Rinehart’s riches show why we shouldn’t slap windfall tax on gas

Originally published by Michael Stutchbury of the Australian Financial Review.

23.04.2026

Gina Rinehart’s big-dollar legal win over her father’s iron ore legacy should highlight a compelling lesson for Australia’s modern prosperity.

Lang Hancock’s daughter is the nation’s richest person today because of perhaps its most consequential-ever supply-side reform.

Six decades ago, ending Australia’s ban on exporting iron ore allowed prospectors such as Hancock to sell to the highest global bidder. And it allowed Rinehart to help develop the nation’s biggest export industry.

Anthony Albanese’s trip to South-East Asia underlined it. Nations can become wealthier and more secure by profitably supplying more of what the world wants most from them.

The rest of the world is keen for Australia to be a reliable gas supplier as an alternative to Russia and the Middle East. That demand offers energy leverage and security.

The theory of comparative advantage still echoes amid the Middle East war, Donald Trump’s assault on the rules-based global trading order and questionable Future Made In Australia-style industry subsidies.

More than a decade ago, Labor resource minister Martin Ferguson reckoned that the wave of Liquid Natural Gas mega projects in Western Australia and Queensland would make us a “global energy superpower”. That should have ramped up after Russia’s invasion of Ukraine more than three years ago. It should be in overdrive now.

But it jarred with the left-progressive net zero crusade against fossil fuels. Domestic price gaps, lawfare harassment, threatened retrospective tax hikes, and the like have constrained Australia’s gas supply potential, even though replacing coal with gas in Asia is one of the simplest ways to reduce global carbon emissions.

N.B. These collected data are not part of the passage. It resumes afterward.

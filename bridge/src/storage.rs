use parking_lot::Mutex;
use rusqlite::{params, Connection, OptionalExtension};
use serde_json::Value;
use sha2::{Digest, Sha256};
use std::collections::HashMap;
use std::path::Path;
use std::sync::Arc;
use thiserror::Error;

use crate::types::now_ms;

// ================================================================================================
// STORAGE CONTRACT
// ================================================================================================

/// A value as held by the store, with its write revision
#[derive(Debug, Clone, PartialEq)]
pub struct StoredValue {
    pub value: Value,
    /// Number of successful writes to this key. 0 means never written.
    pub revision: u64,
    /// Hex SHA-256 of the compact JSON encoding
    pub digest: String,
}

#[derive(Debug, Clone, Error, PartialEq, Eq)]
pub enum StorageError {
    #[error("Stale write to \"{key}\": based on revision {expected}, store is at {actual}")]
    StaleRevision { key: String, expected: u64, actual: u64 },

    #[error("Quota exceeded for \"{key}\": {size} bytes (limit {limit})")]
    QuotaExceeded { key: String, size: usize, limit: usize },

    #[error("Stored value for \"{key}\" failed its integrity check")]
    DigestMismatch { key: String },

    #[error("Storage backend error: {0}")]
    Backend(String),
}

/// Whole-value key-value storage.
///
/// Every write replaces the value under a key. When a base revision is
/// supplied the write is rejected unless the key is still at that
/// revision, so two writers working from the same snapshot cannot
/// silently overwrite each other.
pub trait KeyValueStore: Send + 'static {
    fn get(&self, key: &str) -> Result<Option<StoredValue>, StorageError>;

    /// Replace the value under `key` and return the new revision
    fn put(
        &self,
        key: &str,
        value: &Value,
        base_revision: Option<u64>,
    ) -> Result<u64, StorageError>;
}

/// Hex SHA-256 of the compact JSON encoding
pub fn digest_of(encoded: &str) -> String {
    format!("{:x}", Sha256::digest(encoded.as_bytes()))
}

fn encode(key: &str, value: &Value, quota_bytes: usize) -> Result<String, StorageError> {
    let encoded = serde_json::to_string(value)
        .map_err(|e| StorageError::Backend(format!("Failed to serialize value: {}", e)))?;
    if encoded.len() > quota_bytes {
        return Err(StorageError::QuotaExceeded {
            key: key.to_string(),
            size: encoded.len(),
            limit: quota_bytes,
        });
    }
    Ok(encoded)
}

fn check_revision(key: &str, base_revision: Option<u64>, current: u64) -> Result<(), StorageError> {
    match base_revision {
        Some(expected) if expected != current => Err(StorageError::StaleRevision {
            key: key.to_string(),
            expected,
            actual: current,
        }),
        _ => Ok(()),
    }
}

// ================================================================================================
// SQLITE STORE
// ================================================================================================

const SCHEMA: &str = "
CREATE TABLE IF NOT EXISTS kv_store (
    key         TEXT PRIMARY KEY,
    value_json  TEXT NOT NULL,
    revision    INTEGER NOT NULL DEFAULT 0,
    digest      TEXT NOT NULL,
    updated_at  REAL NOT NULL
);
";

/// SQLite backed store. One row per key.
#[derive(Debug, Clone)]
pub struct SqliteStore {
    db: Arc<Mutex<Connection>>,
    quota_bytes: usize,
}

impl SqliteStore {
    /// Opens (and creates if needed) the database at `path`
    pub fn open(path: impl AsRef<Path>, quota_bytes: usize) -> Result<Self, StorageError> {
        let path = path.as_ref();
        if let Some(parent) = path.parent() {
            if !parent.as_os_str().is_empty() {
                std::fs::create_dir_all(parent).map_err(|e| {
                    StorageError::Backend(format!("Failed to create storage directory: {}", e))
                })?;
            }
        }

        let conn = Connection::open(path)
            .map_err(|e| StorageError::Backend(format!("Failed to open SQLite database: {}", e)))?;
        Self::from_connection(conn, quota_bytes)
    }

    /// Private in-memory database
    pub fn open_in_memory(quota_bytes: usize) -> Result<Self, StorageError> {
        let conn = Connection::open_in_memory()
            .map_err(|e| StorageError::Backend(format!("Failed to open SQLite database: {}", e)))?;
        Self::from_connection(conn, quota_bytes)
    }

    fn from_connection(conn: Connection, quota_bytes: usize) -> Result<Self, StorageError> {
        conn.execute_batch(SCHEMA)
            .map_err(|e| StorageError::Backend(format!("Failed to create schema: {}", e)))?;
        Ok(Self {
            db: Arc::new(Mutex::new(conn)),
            quota_bytes,
        })
    }
}

impl KeyValueStore for SqliteStore {
    fn get(&self, key: &str) -> Result<Option<StoredValue>, StorageError> {
        let row: Option<(String, i64, String)> = {
            let conn = self.db.lock();
            conn.query_row(
                "SELECT value_json, revision, digest FROM kv_store WHERE key = ?1",
                params![key],
                |row| Ok((row.get(0)?, row.get(1)?, row.get(2)?)),
            )
            .optional()
            .map_err(|e| StorageError::Backend(format!("SQLite read failed: {}", e)))?
        };

        let Some((value_json, revision, digest)) = row else {
            return Ok(None);
        };

        if digest_of(&value_json) != digest {
            return Err(StorageError::DigestMismatch { key: key.to_string() });
        }

        let value = serde_json::from_str(&value_json)
            .map_err(|e| {
                StorageError::Backend(format!("Invalid JSON stored under {}: {}", key, e))
            })?;

        Ok(Some(StoredValue {
            value,
            revision: revision as u64,
            digest,
        }))
    }

    fn put(
        &self,
        key: &str,
        value: &Value,
        base_revision: Option<u64>,
    ) -> Result<u64, StorageError> {
        let encoded = encode(key, value, self.quota_bytes)?;
        let digest = digest_of(&encoded);
        let updated_at = (now_ms() as f64) / 1000.0;

        let mut conn = self.db.lock();
        let tx = conn
            .transaction()
            .map_err(|e| StorageError::Backend(format!("SQLite transaction failed: {}", e)))?;

        let current: u64 = tx
            .query_row(
                "SELECT revision FROM kv_store WHERE key = ?1",
                params![key],
                |row| row.get::<_, i64>(0),
            )
            .optional()
            .map_err(|e| StorageError::Backend(format!("SQLite read failed: {}", e)))?
            .unwrap_or(0) as u64;

        check_revision(key, base_revision, current)?;
        let revision = current + 1;

        tx.execute(
            "INSERT OR REPLACE INTO kv_store (key, value_json, revision, digest, updated_at)
             VALUES (?1, ?2, ?3, ?4, ?5)",
            params![key, encoded, revision as i64, digest, updated_at],
        )
        .map_err(|e| StorageError::Backend(format!("SQLite upsert failed: {}", e)))?;

        tx.commit()
            .map_err(|e| StorageError::Backend(format!("SQLite commit failed: {}", e)))?;

        Ok(revision)
    }
}

// ================================================================================================
// MEMORY STORE
// ================================================================================================

/// In-process store. Clones share the same map, which makes it usable as
/// the common backing of several bridges in one process.
#[derive(Debug, Clone)]
pub struct MemoryStore {
    entries: Arc<Mutex<HashMap<String, StoredValue>>>,
    quota_bytes: usize,
}

impl MemoryStore {
    pub fn new(quota_bytes: usize) -> Self {
        Self {
            entries: Arc::new(Mutex::new(HashMap::new())),
            quota_bytes,
        }
    }
}

impl KeyValueStore for MemoryStore {
    fn get(&self, key: &str) -> Result<Option<StoredValue>, StorageError> {
        Ok(self.entries.lock().get(key).cloned())
    }

    fn put(
        &self,
        key: &str,
        value: &Value,
        base_revision: Option<u64>,
    ) -> Result<u64, StorageError> {
        let encoded = encode(key, value, self.quota_bytes)?;
        let mut entries = self.entries.lock();
        let current = entries.get(key).map(|v| v.revision).unwrap_or(0);
        check_revision(key, base_revision, current)?;

        let revision = current + 1;
        entries.insert(
            key.to_string(),
            StoredValue {
                value: value.clone(),
                revision,
                digest: digest_of(&encoded),
            },
        );
        Ok(revision)
    }
}

#[cfg(test)]
mod tests {
    use super::*;
    use serde_json::json;

    fn exercise_store(store: &dyn KeyValueStore) {
        assert_eq!(store.get("rules").unwrap(), None);

        let first = store.put("rules", &json!([1]), Some(0)).unwrap();
        assert_eq!(first, 1);
        let second = store.put("rules", &json!([1, 2]), None).unwrap();
        assert_eq!(second, 2);

        let stored = store.get("rules").unwrap().unwrap();
        assert_eq!(stored.value, json!([1, 2]));
        assert_eq!(stored.revision, 2);
        assert_eq!(stored.digest, digest_of("[1,2]"));

        let stale = store.put("rules", &json!([]), Some(1));
        assert_eq!(
            stale,
            Err(StorageError::StaleRevision { key: "rules".into(), expected: 1, actual: 2 })
        );
        assert_eq!(store.get("rules").unwrap().unwrap().value, json!([1, 2]));
    }

    #[test]
    fn test_memory_store_contract() {
        exercise_store(&MemoryStore::new(1024));
    }

    #[test]
    fn test_sqlite_store_contract() {
        exercise_store(&SqliteStore::open_in_memory(1024).unwrap());
    }

    #[test]
    fn test_quota_is_enforced() {
        let store = MemoryStore::new(8);
        let err = store.put("rules", &json!(["a long value"]), None).unwrap_err();
        assert!(matches!(err, StorageError::QuotaExceeded { limit: 8, .. }));
        assert_eq!(store.get("rules").unwrap(), None);
    }

    #[test]
    fn test_sqlite_store_persists_across_connections() {
        let dir = tempfile::tempdir().unwrap();
        let path = dir.path().join("nested").join("store.db");

        let store = SqliteStore::open(&path, 1024).unwrap();
        store.put("rules", &json!([{"id": "r1"}]), None).unwrap();
        drop(store);

        let reopened = SqliteStore::open(&path, 1024).unwrap();
        let stored = reopened.get("rules").unwrap().unwrap();
        assert_eq!(stored.value, json!([{"id": "r1"}]));
        assert_eq!(stored.revision, 1);
    }

    #[test]
    fn test_tampered_row_fails_integrity_check() {
        let store = SqliteStore::open_in_memory(1024).unwrap();
        store.put("rules", &json!([]), None).unwrap();
        store
            .db
            .lock()
            .execute("UPDATE kv_store SET value_json = '[1]' WHERE key = 'rules'", [])
            .unwrap();
        assert_eq!(
            store.get("rules"),
            Err(StorageError::DigestMismatch { key: "rules".into() })
        );
    }
}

And the subsequent promise of a “clean energy superpower” has been shelved along with Labor’s pledge to cut household electricity bills.

Inpex, the Japanese energy company behind Darwin’s $60 billion Ichthys LNG project, has even wondered whether Australia is embarking on a “quiet quitting” of our gas export industry.

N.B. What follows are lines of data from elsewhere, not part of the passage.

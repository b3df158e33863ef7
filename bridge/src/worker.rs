//! Background storage worker.
//!
//! Owns the repository and serves [`BridgeMessage`] requests one at a time
//! from a bounded queue. Callers hold a cloneable [`BridgeHandle`] and wait
//! for the reply, bounded by the configured request timeout.

use log::{error, info, warn};
use std::time::Duration;
use tokio::sync::{mpsc, oneshot};
use tokio::task::JoinHandle;
use tokio::time::timeout;

use rule_engine::{GroupMap, ProfileMap, Rule};

use crate::config::BridgeConfig;
use crate::errors::PersistenceError;
use crate::repository::RuleRepository;
use crate::storage::KeyValueStore;
use crate::types::{BridgeMessage, BridgeReply, RuleSnapshot};

type ReplySender = oneshot::Sender<Result<BridgeReply, PersistenceError>>;

struct Envelope {
    message: BridgeMessage,
    reply: ReplySender,
}

/// Serves storage requests from a queue
pub struct StorageWorker<S: KeyValueStore> {
    repository: RuleRepository<S>,
}

impl<S: KeyValueStore> StorageWorker<S> {
    pub fn new(repository: RuleRepository<S>) -> Self {
        Self { repository }
    }

    /// Starts the worker on the current tokio runtime.
    ///
    /// The task ends once every handle has been dropped.
    pub fn spawn(self, config: &BridgeConfig) -> (BridgeHandle, JoinHandle<()>) {
        let (tx, rx) = mpsc::channel(config.channel_capacity);
        let handle = BridgeHandle {
            tx,
            timeout: config.request_timeout(),
        };
        let task = tokio::spawn(self.run(rx));
        (handle, task)
    }

    async fn run(self, mut rx: mpsc::Receiver<Envelope>) {
        info!("Storage worker started");
        while let Some(envelope) = rx.recv().await {
            let kind = envelope.message.kind();
            let result = self.handle(envelope.message);
            if let Err(e) = &result {
                error!("{} failed: {}", kind, e);
            }
            if envelope.reply.send(result).is_err() {
                warn!("{} reply dropped: caller went away", kind);
            }
        }
        info!("Storage worker stopped");
    }

    /// Executes one request
    fn handle(&self, message: BridgeMessage) -> Result<BridgeReply, PersistenceError> {
        match message {
            BridgeMessage::SaveRules {
                payload,
                base_revision,
            } => {
                let revision = self.repository.save_all(&payload, base_revision)?;
                Ok(BridgeReply::Saved { revision })
            }
            BridgeMessage::GetRules => Ok(BridgeReply::Rules(self.repository.load_all()?)),
            BridgeMessage::GetTargets => Ok(BridgeReply::Targets {
                profiles: self.repository.load_profiles()?,
                groups: self.repository.load_groups()?,
            }),
        }
    }
}

/// Cloneable client side of the storage worker
#[derive(Debug, Clone)]
pub struct BridgeHandle {
    tx: mpsc::Sender<Envelope>,
    timeout: Duration,
}

impl std::fmt::Debug for Envelope {
    fn fmt(&self, f: &mut std::fmt::Formatter<'_>) -> std::fmt::Result {
        f.debug_struct("Envelope").field("message", &self.message.kind()).finish()
    }
}

impl BridgeHandle {
    /// Send a request and wait for its reply.
    ///
    /// The timeout bounds the wait only. A request already queued when it
    /// expires is still executed, so after `Timeout` on a save the stored
    /// collection may be ahead of the caller; the next save based on the
    /// old revision then fails as stale. See
    /// [`PersistenceError::needs_reload`].
    pub async fn request(&self, message: BridgeMessage) -> Result<BridgeReply, PersistenceError> {
        let (reply, rx) = oneshot::channel();
        let exchange = async {
            self.tx
                .send(Envelope { message, reply })
                .await
                .map_err(|_| PersistenceError::WorkerUnavailable)?;
            rx.await.map_err(|_| PersistenceError::WorkerUnavailable)?
        };

        match timeout(self.timeout, exchange).await {
            Ok(result) => result,
            Err(_) => Err(PersistenceError::Timeout(self.timeout)),
        }
    }

    pub async fn get_rules(&self) -> Result<RuleSnapshot, PersistenceError> {
        match self.request(BridgeMessage::GetRules).await? {
            BridgeReply::Rules(snapshot) => Ok(snapshot),
            _ => Err(PersistenceError::UnexpectedReply("GET_RULES")),
        }
    }

    /// Overwrite the collection. Returns the new revision.
    pub async fn save_rules(
        &self,
        rules: Vec<Rule>,
        base_revision: Option<u64>,
    ) -> Result<u64, PersistenceError> {
        let message = BridgeMessage::SaveRules {
            payload: rules,
            base_revision,
        };
        match self.request(message).await? {
            BridgeReply::Saved { revision } => Ok(revision),
            _ => Err(PersistenceError::UnexpectedReply("SAVE_RULES")),
        }
    }

    pub async fn get_targets(&self) -> Result<(ProfileMap, GroupMap), PersistenceError> {
        match self.request(BridgeMessage::GetTargets).await? {
            BridgeReply::Targets { profiles, groups } => Ok((profiles, groups)),
            _ => Err(PersistenceError::UnexpectedReply("GET_TARGETS")),
        }
    }
}

#[cfg(test)]
mod tests {
    use super::*;
    use crate::config::StorageKeys;
    use crate::storage::MemoryStore;
    use rule_engine::{RuleAction, RuleDraft, RuleId, TargetType, Trigger};

    fn spawn_worker(store: MemoryStore, config: &BridgeConfig) -> (BridgeHandle, JoinHandle<()>) {
        StorageWorker::new(RuleRepository::new(store, StorageKeys::default())).spawn(config)
    }

    fn rule(id: &str) -> Rule {
        Rule::with_id(
            RuleId::from(id),
            RuleDraft::new(
                id,
                TargetType::Extension,
                ["ext1"],
                RuleAction::Disable,
                Trigger::on_url("x.com"),
            ),
        )
    }

    #[tokio::test]
    async fn test_save_and_get_round_trip() {
        let (handle, _task) = spawn_worker(MemoryStore::new(1 << 20), &BridgeConfig::default());

        let revision = handle.save_rules(vec![rule("a")], Some(0)).await.unwrap();
        assert_eq!(revision, 1);

        let snapshot = handle.get_rules().await.unwrap();
        assert_eq!(snapshot.rules, vec![rule("a")]);
        assert_eq!(snapshot.revision, 1);

        let (profiles, groups) = handle.get_targets().await.unwrap();
        assert!(profiles.is_empty() && groups.is_empty());
    }

    #[tokio::test]
    async fn test_errors_are_returned_to_caller() {
        let (handle, _task) = spawn_worker(MemoryStore::new(1 << 20), &BridgeConfig::default());
        handle.save_rules(vec![rule("a")], Some(0)).await.unwrap();

        let err = handle.save_rules(vec![], Some(0)).await.unwrap_err();
        assert!(err.is_stale());
    }

    #[tokio::test]
    async fn test_worker_stops_when_handles_drop() {
        let (handle, task) = spawn_worker(MemoryStore::new(1 << 20), &BridgeConfig::default());
        drop(handle);
        task.await.unwrap();
    }

    #[tokio::test]
    async fn test_request_times_out_without_worker() {
        // a handle whose queue is never drained
        let (tx, _rx) = mpsc::channel(1);
        let handle = BridgeHandle {
            tx,
            timeout: Duration::from_millis(20),
        };
        let err = handle.get_rules().await.unwrap_err();
        assert_eq!(err, PersistenceError::Timeout(Duration::from_millis(20)));
    }

    #[tokio::test]
    async fn test_closed_worker_is_unavailable() {
        let (tx, rx) = mpsc::channel(1);
        drop(rx);
        let handle = BridgeHandle {
            tx,
            timeout: Duration::from_secs(1),
        };
        assert_eq!(handle.get_rules().await.unwrap_err(), PersistenceError::WorkerUnavailable);
    }
}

Now Japan is alarmed by Jim Chalmers’ apparent push to slap a “windfall” profits tax on gas companies that have invested a mere $400 billion or so in building Australia’s LNG industry. Oh, and by Labor-affiliated union’s strike threats in pursuit of big pay rises for Ichthys workers already earning up to $400,000 a year.

Australia Institute-style misinformation claims that the gas companies have plundered the nation’s gas for free. Yet, the Labor-designed Petroleum Resource Rent Tax sensibly starts off low before ramping up high. After paying off their massive capex, gas exporters are heading into several decades of close to a 70 per cent profits tax.

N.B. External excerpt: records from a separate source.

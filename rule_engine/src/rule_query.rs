// Rule list filtering
//
// Derives the visible subset of a rule collection from a free-text query
// and three dropdown filters. All active filters are ANDed together and
// input order is preserved. Filtering never mutates the collection.

use serde::{Deserialize, Serialize};

use crate::rule::Rule;
use crate::rule_metadata::TargetType;
use crate::trigger::TriggerKind;

// ============================================================================
// Filter values
// ============================================================================

#[derive(Debug, Clone, Copy, PartialEq, Eq, Default, Serialize, Deserialize)]
#[serde(rename_all = "lowercase")]
pub enum StatusFilter {
    #[default]
    All,
    Enabled,
    Disabled,
}

impl StatusFilter {
    fn accepts(&self, rule: &Rule) -> bool {
        match self {
            StatusFilter::All => true,
            StatusFilter::Enabled => rule.enabled,
            StatusFilter::Disabled => !rule.enabled,
        }
    }
}

#[derive(Debug, Clone, Copy, PartialEq, Eq, Default, Serialize, Deserialize)]
#[serde(rename_all = "lowercase")]
pub enum TriggerFilter {
    #[default]
    All,
    Time,
    Url,
}

impl TriggerFilter {
    fn accepts(&self, rule: &Rule) -> bool {
        match self {
            TriggerFilter::All => true,
            TriggerFilter::Time => rule.trigger_kind() == TriggerKind::Time,
            TriggerFilter::Url => rule.trigger_kind() == TriggerKind::Url,
        }
    }
}

#[derive(Debug, Clone, Copy, PartialEq, Eq, Default, Serialize, Deserialize)]
#[serde(rename_all = "lowercase")]
pub enum TargetTypeFilter {
    #[default]
    All,
    Extension,
    Profile,
    Group,
}

impl TargetTypeFilter {
    fn accepts(&self, rule: &Rule) -> bool {
        match self {
            TargetTypeFilter::All => true,
            TargetTypeFilter::Extension => rule.target_type == TargetType::Extension,
            TargetTypeFilter::Profile => rule.target_type == TargetType::Profile,
            TargetTypeFilter::Group => rule.target_type == TargetType::Group,
        }
    }
}

// ============================================================================
// Query Builder
// ============================================================================

/// Fluent query over a rule collection
#[derive(Debug, Clone, Default, PartialEq, Eq, Serialize, Deserialize)]
#[serde(rename_all = "camelCase")]
pub struct RuleQuery {
    /// Case-insensitive substring of the name or any tag
    pub text: String,
    pub status: StatusFilter,
    pub trigger: TriggerFilter,
    pub target_type: TargetTypeFilter,
}

impl RuleQuery {
    pub fn new() -> Self {
        Self::default()
    }

    pub fn with_text(mut self, text: impl Into<String>) -> Self {
        self.text = text.into();
        self
    }

    pub fn with_status(mut self, status: StatusFilter) -> Self {
        self.status = status;
        self
    }

    pub fn with_trigger(mut self, trigger: TriggerFilter) -> Self {
        self.trigger = trigger;
        self
    }

    pub fn with_target_type(mut self, target_type: TargetTypeFilter) -> Self {
        self.target_type = target_type;
        self
    }

    /// True when no filter narrows the collection
    pub fn is_unfiltered(&self) -> bool {
        self.text.trim().is_empty()
            && self.status == StatusFilter::All
            && self.trigger == TriggerFilter::All
            && self.target_type == TargetTypeFilter::All
    }

    /// Whether a single rule passes every active filter
    pub fn matches(&self, rule: &Rule) -> bool {
        self.matches_text(rule)
            && self.status.accepts(rule)
            && self.trigger.accepts(rule)
            && self.target_type.accepts(rule)
    }

    fn matches_text(&self, rule: &Rule) -> bool {
        let needle = self.text.trim().to_lowercase();
        if needle.is_empty() {
            return true;
        }
        rule.name.to_lowercase().contains(&needle)
            || rule.tags.iter().any(|t| t.to_lowercase().contains(&needle))
    }

    /// Matching rules in input order
    pub fn filter<'a>(&self, rules: &'a [Rule]) -> Vec<&'a Rule> {
        rules.iter().filter(|r| self.matches(r)).collect()
    }
}

// ============================================================================
// Summary
// ============================================================================

/// Collection level counts for list headers
#[derive(Debug, Clone, Copy, Default, PartialEq, Eq, Serialize, Deserialize)]
#[serde(rename_all = "camelCase")]
pub struct RuleSummary {
    pub total: usize,
    pub enabled: usize,
    pub disabled: usize,
    pub time_triggers: usize,
    pub url_triggers: usize,
    pub extension_targets: usize,
    pub profile_targets: usize,
    pub group_targets: usize,
}

impl RuleSummary {
    pub fn of(rules: &[Rule]) -> Self {
        let mut summary = RuleSummary {
            total: rules.len(),
            ..Default::default()
        };
        for rule in rules {
            if rule.enabled {
                summary.enabled += 1;
            } else {
                summary.disabled += 1;
            }
            match rule.trigger_kind() {
                TriggerKind::Time => summary.time_triggers += 1,
                TriggerKind::Url => summary.url_triggers += 1,
            }
            match rule.target_type {
                TargetType::Extension => summary.extension_targets += 1,
                TargetType::Profile => summary.profile_targets += 1,
                TargetType::Group => summary.group_targets += 1,
            }
        }
        summary
    }
}

#[cfg(test)]
mod tests {
    use super::*;
    use crate::rule::RuleDraft;
    use crate::rule_metadata::{RuleAction, RuleId};
    use crate::trigger::Trigger;

    fn sample() -> Vec<Rule> {
        vec![
            Rule::with_id(
                RuleId::from("r1"),
                RuleDraft::new(
                    "Work Morning",
                    TargetType::Group,
                    ["Dev"],
                    RuleAction::Enable,
                    Trigger::at("09:00", [1]),
                )
                .with_tags(["office"]),
            ),
            Rule::with_id(
                RuleId::from("r2"),
                RuleDraft::new(
                    "Video",
                    TargetType::Extension,
                    ["ext1"],
                    RuleAction::Disable,
                    Trigger::on_url("youtube.com"),
                )
                .with_tags(["Focus"]),
            )
            .with_enabled(false),
            Rule::with_id(
                RuleId::from("r3"),
                RuleDraft::new(
                    "Evening",
                    TargetType::Profile,
                    ["p1"],
                    RuleAction::Apply,
                    Trigger::at("18:00", [1, 2]),
                ),
            ),
        ]
    }

    fn ids(rules: Vec<&Rule>) -> Vec<&str> {
        rules.iter().map(|r| r.id.as_str()).collect()
    }

    #[test]
    fn test_status_filter_preserves_order() {
        let rules = sample();
        let visible = RuleQuery::new().with_status(StatusFilter::Enabled).filter(&rules);
        assert_eq!(ids(visible), vec!["r1", "r3"]);
    }

    #[test]
    fn test_text_matches_name_or_tag_ignoring_case() {
        let rules = sample();
        assert_eq!(ids(RuleQuery::new().with_text("MORNING").filter(&rules)), vec!["r1"]);
        assert_eq!(ids(RuleQuery::new().with_text("focus").filter(&rules)), vec!["r2"]);
        assert_eq!(RuleQuery::new().with_text("  ").filter(&rules).len(), 3);
    }

    #[test]
    fn test_filters_are_anded() {
        let rules = sample();
        let query = RuleQuery::new()
            .with_trigger(TriggerFilter::Time)
            .with_target_type(TargetTypeFilter::Profile);
        assert_eq!(ids(query.filter(&rules)), vec!["r3"]);

        let none = RuleQuery::new()
            .with_trigger(TriggerFilter::Url)
            .with_status(StatusFilter::Enabled);
        assert!(none.filter(&rules).is_empty());
    }

    #[test]
    fn test_filter_is_repeatable() {
        let rules = sample();
        let query = RuleQuery::new().with_text("e");
        assert_eq!(query.filter(&rules), query.filter(&rules));
    }

    #[test]
    fn test_summary_counts() {
        let summary = RuleSummary::of(&sample());
        assert_eq!(summary.total, 3);
        assert_eq!(summary.enabled, 2);
        assert_eq!(summary.disabled, 1);
        assert_eq!(summary.time_triggers, 2);
        assert_eq!(summary.url_triggers, 1);
        assert_eq!(summary.group_targets, 1);
        assert!(RuleQuery::new().is_unfiltered());
    }
}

Meanwhile, taxpayer-funded green activists have concocted Indigenous beliefs, such as a Crocodile Man songline, to try to derail the Santos Barossa gas field development through the courts.

It took Woodside six years to secure regulatory rollover for its giant 1980s North West Shelf LNG project, leaving it exposed to the political risk of the 2025 election. Victoria’s Labor government constitutionally banned onshore fracking for gas, thinking that expensive offshore wind farms could power the state’s manufacturing.

In 1952, when Lang Hancock stumbled upon Pilbara iron ore, the Menzies government imposed sweeping import licensing due to shortages of exports to pay for foreign goods. Feeling abandoned by the British Empire, we signed a “Pacific pact” with America and jacked up defence spending. Australian Diggers fought communist China in the Korean War.

Exporting iron ore was banned because we didn’t think we had much of it. What we had was needed by BHP for the nation’s infant steel industry. It was an extreme domestic reservation scheme designed to help Australia “make more things” at home.

But no politician or bureaucrat predicted in 1960 that letting foreigners buy our iron ore would unlock a dream decade for Australia in supplying Japan’s steel mills, and that BHP and Esso would strike oil in the Bass Strait. No Vernon Committee-style economic planners dreamt that Australia would export close to a billion tonnes of iron ore a year.

Today, however, the effective removal of “social licence” means that Australia has virtually given up on following the US in seeking new domestic oil sources.

The Middle East oil crisis is tipped to promote a global wave of zero-emissions small modular nuclear reactors. For no reason, Australia has ruled itself out of this.

Worse still, state government-imposed political restrictions and even bans on prospecting and mining mean we are giving up the opportunity to fully develop our one-third share of the world’s uranium deposits to fuel these reactors.

For genuine security reasons, Australia may need to underwrite more domestic oil refining capacity. That could be costly when the budget is so far in the red that Labor now seeks to effectively cut 300,000 disabled people from its out-of-control NDIS. Strangling our most prospective supply-side opportunities just makes it all harder.